La mort de Luke et son «impact dévastateur» auraient pu être évités. Si John n’avait notamment pas proposé «l’échange fatal» à un adolescent «dont il connaissait la vulnérabilité», qui était «instable» et «n’avait pas beaucoup d’expérience», selon le représentant du parquet. Il critique également les médecins qui ont prescrit les médicaments, le système de santé trop permissif et l’entourage de Luke, qui n’a pas pris la mesure de son malaise la veille de son décès.

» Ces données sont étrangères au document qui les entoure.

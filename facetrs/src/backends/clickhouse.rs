//! ClickHouse backend driver over the HTTP interface.
//!
//! Queries run with `FORMAT JSONEachRow`; each response line is one row
//! object, which keeps the driver independent of the result shape.

use std::time::Instant;

use async_trait::async_trait;
use serde_json::Value;
use tokio::sync::mpsc;

use crate::connection::Connection;
use crate::dialect::ClickHouseDialect;
use crate::error::{FacetError, Result};
use crate::metadata::{ColumnMetadata, DatabaseCatalog, NormalizedType, TableMetadata};
use crate::query::{ColumnInfo, QueryExplainResult};

use super::{
    infer_value_type, substitute_params, BackendDriver, BatchSender, ParamMap, ParamStyle,
    RawQueryOutput, RowMap, RowStream, STREAM_BATCH_ROWS,
};

const DEFAULT_HTTP_PORT: u16 = 8123;

pub struct ClickHouseDriver {
    connection: Connection,
    client: Option<clickhouse::Client>,
    dialect: ClickHouseDialect,
}

impl ClickHouseDriver {
    pub fn new(connection: Connection) -> Self {
        Self {
            connection,
            client: None,
            dialect: ClickHouseDialect,
        }
    }

    fn build_client(connection: &Connection) -> Result<clickhouse::Client> {
        let config = &connection.config;
        let host = config.require("host")?;
        let database = config.require("database")?;
        let port = config.port.unwrap_or(DEFAULT_HTTP_PORT);
        let protocol = if config.https.unwrap_or(false) {
            "https"
        } else {
            "http"
        };
        let url = format!("{protocol}://{host}:{port}");

        let mut client = clickhouse::Client::default()
            .with_url(url)
            .with_database(database);
        if let Some(user) = &config.user {
            client = client.with_user(user);
        }
        if let Some(password) = &config.password {
            client = client.with_password(password);
        }
        Ok(client)
    }

    fn client(&self) -> Result<&clickhouse::Client> {
        self.client
            .as_ref()
            .ok_or_else(|| FacetError::Backend("clickhouse driver is not connected".to_string()))
    }
}

#[async_trait]
impl BackendDriver for ClickHouseDriver {
    fn dialect(&self) -> &(dyn crate::dialect::Dialect + Send + Sync) {
        &self.dialect
    }

    async fn connect(&mut self) -> Result<()> {
        if self.client.is_some() {
            return Ok(());
        }
        tracing::info!(id = %self.connection.id, "creating ClickHouse HTTP client");
        self.client = Some(Self::build_client(&self.connection)?);
        Ok(())
    }

    async fn test_connection(&self) -> (bool, String) {
        let probe = async {
            let client = Self::build_client(&self.connection)?;
            let rows = fetch_json_rows(&client, "SELECT version() AS version").await?;
            let version = rows
                .first()
                .and_then(|row| row.get("version"))
                .and_then(Value::as_str)
                .unwrap_or("unknown")
                .to_string();
            Ok::<String, FacetError>(version)
        };
        match probe.await {
            Ok(version) => (
                true,
                format!("Connection successful. ClickHouse version: {version}"),
            ),
            Err(e) => {
                tracing::error!(error = %e, "connection test failed");
                (false, format!("Connection failed: {e}"))
            }
        }
    }

    async fn fetch_catalog(&self) -> Result<DatabaseCatalog> {
        let start = Instant::now();
        let client = self.client()?;
        let database = self
            .connection
            .config
            .database
            .clone()
            .unwrap_or_default();

        let table_rows = fetch_json_rows(client, "SHOW TABLES").await?;
        let mut tables = Vec::new();
        let mut columns = Vec::new();

        for row in &table_rows {
            // SHOW TABLES yields a single name column
            let Some(name) = row.values().next().and_then(Value::as_str) else {
                continue;
            };

            let describe_sql = format!("DESCRIBE TABLE {name}");
            let column_rows = fetch_json_rows(client, &describe_sql).await?;
            let mut column_names = Vec::new();
            for col in &column_rows {
                let Some(col_name) = col.get("name").and_then(Value::as_str) else {
                    continue;
                };
                let raw_type = col.get("type").and_then(Value::as_str).unwrap_or_default();
                column_names.push(col_name.to_string());
                columns.push(ColumnMetadata {
                    name: col_name.to_string(),
                    table_name: name.to_string(),
                    display_name: None,
                    description: None,
                    data_type: normalize_clickhouse_type(raw_type).as_str().to_string(),
                    // No NOT NULL constraint outside Nullable(...) wrappers
                    nullable: true,
                    primary_key: false,
                    foreign_key: None,
                    cardinality: None,
                    special_type: None,
                    value_map: None,
                    explorable: true,
                });
            }

            tables.push(TableMetadata {
                name: name.to_string(),
                schema_name: Some(database.clone()),
                display_name: None,
                description: None,
                table_type: "table".to_string(),
                row_count: None,
                category: None,
                explorable: true,
                refreshed_at: None,
                columns: column_names,
            });
        }

        tracing::debug!(
            tables = tables.len(),
            columns = columns.len(),
            ms = start.elapsed().as_millis(),
            "clickhouse fetch_catalog"
        );

        // ClickHouse has no foreign-key constraints to derive relationships from
        Ok(DatabaseCatalog {
            tables,
            columns,
            relationships: Vec::new(),
        })
    }

    async fn execute_query(&self, sql: &str, params: Option<&ParamMap>) -> Result<RawQueryOutput> {
        let client = self.client()?;
        let sql = match params.filter(|p| !p.is_empty()) {
            Some(params) => substitute_params(sql, params, ParamStyle::Brace),
            None => sql.to_string(),
        };

        let start = Instant::now();
        tracing::trace!(sql = %sql, "executing ClickHouse query");
        let rows = fetch_json_rows(client, &sql).await?;

        let columns = rows
            .first()
            .map(|first| {
                first
                    .iter()
                    .map(|(name, value)| ColumnInfo {
                        name: name.clone(),
                        data_type: infer_value_type(value).map(str::to_string),
                        cardinality: None,
                    })
                    .collect()
            })
            .unwrap_or_default();

        let elapsed = start.elapsed();
        tracing::debug!(
            rows = rows.len(),
            ms = elapsed.as_millis(),
            "clickhouse execute_query"
        );

        Ok(RawQueryOutput {
            columns,
            rows,
            elapsed_secs: elapsed.as_secs_f64(),
        })
    }

    async fn stream_query(&self, sql: &str) -> Result<RowStream> {
        let client = self.client()?.clone();
        let sql = sql.to_string();
        let (tx, rx) = mpsc::channel(STREAM_BATCH_ROWS);

        tokio::spawn(async move {
            let mut sender = BatchSender::new(tx);
            match produce_rows(client, &sql, &mut sender).await {
                Ok(()) => {
                    sender.flush().await;
                }
                Err(e) => {
                    tracing::error!(error = %e, "clickhouse streaming query failed");
                    sender.fail(e).await;
                }
            }
        });

        Ok(super::rows_into_stream(rx))
    }

    async fn explain(&self, sql: &str) -> Result<QueryExplainResult> {
        let client = self.client()?;
        let rows = fetch_json_rows(client, &format!("EXPLAIN {sql}")).await?;
        let lines: Vec<String> = rows
            .iter()
            .filter_map(|row| row.values().next().and_then(Value::as_str))
            .map(str::to_string)
            .collect();

        Ok(QueryExplainResult {
            plan: lines.join("\n"),
            // ClickHouse does not provide cost estimates
            cost: None,
            details: Value::Array(lines.into_iter().map(Value::String).collect()),
        })
    }

    async fn close(&mut self) -> Result<()> {
        self.client = None;
        Ok(())
    }
}

/// Run a query with `FORMAT JSONEachRow` and parse every line into a row
/// object.
async fn fetch_json_rows(client: &clickhouse::Client, sql: &str) -> Result<Vec<RowMap>> {
    let mut cursor = client
        .query(sql)
        .fetch_bytes("JSONEachRow")
        .map_err(|e| FacetError::Backend(format!("clickhouse query: {e}")))?;

    let mut data = Vec::new();
    while let Some(chunk) = cursor
        .next()
        .await
        .map_err(|e| FacetError::Backend(format!("clickhouse fetch: {e}")))?
    {
        data.extend_from_slice(&chunk);
    }
    parse_json_lines(&data)
}

fn parse_json_lines(data: &[u8]) -> Result<Vec<RowMap>> {
    let text = std::str::from_utf8(data)
        .map_err(|e| FacetError::Backend(format!("clickhouse response is not UTF-8: {e}")))?;
    let mut rows = Vec::new();
    for line in text.lines() {
        let line = line.trim();
        if line.is_empty() {
            continue;
        }
        let row: RowMap = serde_json::from_str(line)
            .map_err(|e| FacetError::Backend(format!("parse result row: {e}")))?;
        rows.push(row);
    }
    Ok(rows)
}

async fn produce_rows(
    client: clickhouse::Client,
    sql: &str,
    sender: &mut BatchSender,
) -> Result<()> {
    let mut cursor = client
        .query(sql)
        .fetch_bytes("JSONEachRow")
        .map_err(|e| FacetError::Backend(format!("clickhouse query: {e}")))?;

    // Chunks are not line-aligned; carry the partial tail across reads
    let mut buf: Vec<u8> = Vec::new();
    while let Some(chunk) = cursor
        .next()
        .await
        .map_err(|e| FacetError::Backend(format!("clickhouse fetch: {e}")))?
    {
        buf.extend_from_slice(&chunk);
        while let Some(pos) = buf.iter().position(|b| *b == b'\n') {
            let line: Vec<u8> = buf.drain(..=pos).collect();
            for row in parse_json_lines(&line)? {
                if !sender.push(row).await {
                    return Ok(());
                }
            }
        }
    }
    for row in parse_json_lines(&buf)? {
        if !sender.push(row).await {
            return Ok(());
        }
    }
    Ok(())
}

/// Map a ClickHouse type name into the common vocabulary.
fn normalize_clickhouse_type(raw: &str) -> NormalizedType {
    let t = raw.to_lowercase();
    if t.contains("array") {
        NormalizedType::Array
    } else if t.contains("map") || t.contains("tuple") || t.contains("json") {
        NormalizedType::Json
    } else if t.contains("bool") {
        NormalizedType::Boolean
    } else if t.contains("datetime") {
        NormalizedType::Timestamp
    } else if t.contains("date") {
        NormalizedType::Date
    } else if t.contains("int") {
        NormalizedType::Integer
    } else if t.contains("float") || t.contains("double") || t.contains("decimal") {
        NormalizedType::Number
    } else {
        NormalizedType::String
    }
}

#[cfg(test)]
mod tests {
    use super::*;

    #[test]
    fn normalizes_clickhouse_types() {
        assert_eq!(normalize_clickhouse_type("UInt64"), NormalizedType::Integer);
        assert_eq!(
            normalize_clickhouse_type("Nullable(Int32)"),
            NormalizedType::Integer
        );
        assert_eq!(normalize_clickhouse_type("Float64"), NormalizedType::Number);
        assert_eq!(
            normalize_clickhouse_type("Decimal(18, 4)"),
            NormalizedType::Number
        );
        assert_eq!(normalize_clickhouse_type("String"), NormalizedType::String);
        assert_eq!(
            normalize_clickhouse_type("FixedString(16)"),
            NormalizedType::String
        );
        assert_eq!(normalize_clickhouse_type("Date"), NormalizedType::Date);
        assert_eq!(
            normalize_clickhouse_type("DateTime64(3)"),
            NormalizedType::Timestamp
        );
        assert_eq!(
            normalize_clickhouse_type("Array(String)"),
            NormalizedType::Array
        );
        assert_eq!(
            normalize_clickhouse_type("Map(String, UInt8)"),
            NormalizedType::Json
        );
    }

    #[test]
    fn parses_json_each_row_lines() {
        let data = b"{\"a\": 1, \"b\": \"x\"}\n{\"a\": 2, \"b\": \"y\"}\n";
        let rows = parse_json_lines(data).unwrap();
        assert_eq!(rows.len(), 2);
        assert_eq!(rows[1].get("a"), Some(&serde_json::json!(2)));
    }
}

La loi prévoit la réclusion à vie pour quiconque transmet des médicaments à un mineur qui décède après les avoir consommés. Mais le représentant du parquet retient l’altération des capacités de discernement de John, étant donné sa consommation excessive de médicaments et d’alcool à l’époque des faits. Il requiert une peine de 8 ans de prison à l’encontre du jeune homme et ne s’oppose pas à un large sursis probatoire pour «lui permettre de faire ses preuves». Il intime à John de «réfléchir aux mots des parents de Luke et de tout faire pour changer de vie».

Une plaidoirie à laquelle adhère l’avocat du prévenu, qui est revenu sur le contexte familial difficile dans lequel John a tenté de se construire et a énuméré les nombreuses autres circonstances atténuantes à son crédit. «La prison n’est pas un endroit pour lui. Il est sur la pente ascendante. Cela le briserait», estime l’homme de loi.

«Beaucoup de facteurs ont mené à cette tragédie. Je suis le plus important d’entre eux. Je ne suis jusqu’à aujourd’hui pas parvenu à me pardonner», reconnaît le prévenu qui veut «devenir quelqu’un de meilleur pour que cette tragédie n’ait pas été vaine. Elle a changé toute ma vie. Je pense souvent à Luke. Il est un moteur pour moi.» Des mots émouvants de la part d’un jeune homme qui a dû vivre une telle épreuve «pour entendre que je suis quelqu’un de bien».

Le prononcé est fixé au 21 décembre.